The SAS unit led by Corporal Harry, a rheumy-eyed Graham Kennedy, is a parade of familiar Aussie talent of the time including Graeme Blundell, Bryan Brown, John Jarratt and John Hargreaves. Kennedy is a natural and although he featured in a half dozen films, the fact that he didn’t go on to big screen stardom probably says more about his much publicized contrariness and a lack of appropriate projects than anything else.
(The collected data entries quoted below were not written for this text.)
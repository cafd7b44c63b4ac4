//! # Inference Gateway
//!
//! The thin HTTP demonstration binary for `inference-engine`: loads
//! configuration, wires up the control plane, and exposes a minimal
//! `axum` surface as an integration-test seam for the dispatcher. The
//! edge protocol, authentication, and SDK ergonomics are out of scope
//! here — see `inference-engine` for the actual control plane.

pub mod config;
pub mod gateway_error;
pub mod server;

pub use server::create_server;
Largely episodic, alternating between the boredom of camp life and occasional skirmishes with Charlie (the V.C.)  the film mines classic, if hackneyed, conventions of Aussie mate-ship - drinking, brawling and wisecracking about each other''s manliness (or lack of it) - delivered by laconic, anti-authoritarian latter day Chips Rafferty types in what is a kind of Antipodean M.A.S.H. (1970).  As such it offers more interesting insights into Australian cultural history than the country’s problematical "All the way with LBJ" military foray into South East Asia, something for which the film was criticized for at the time.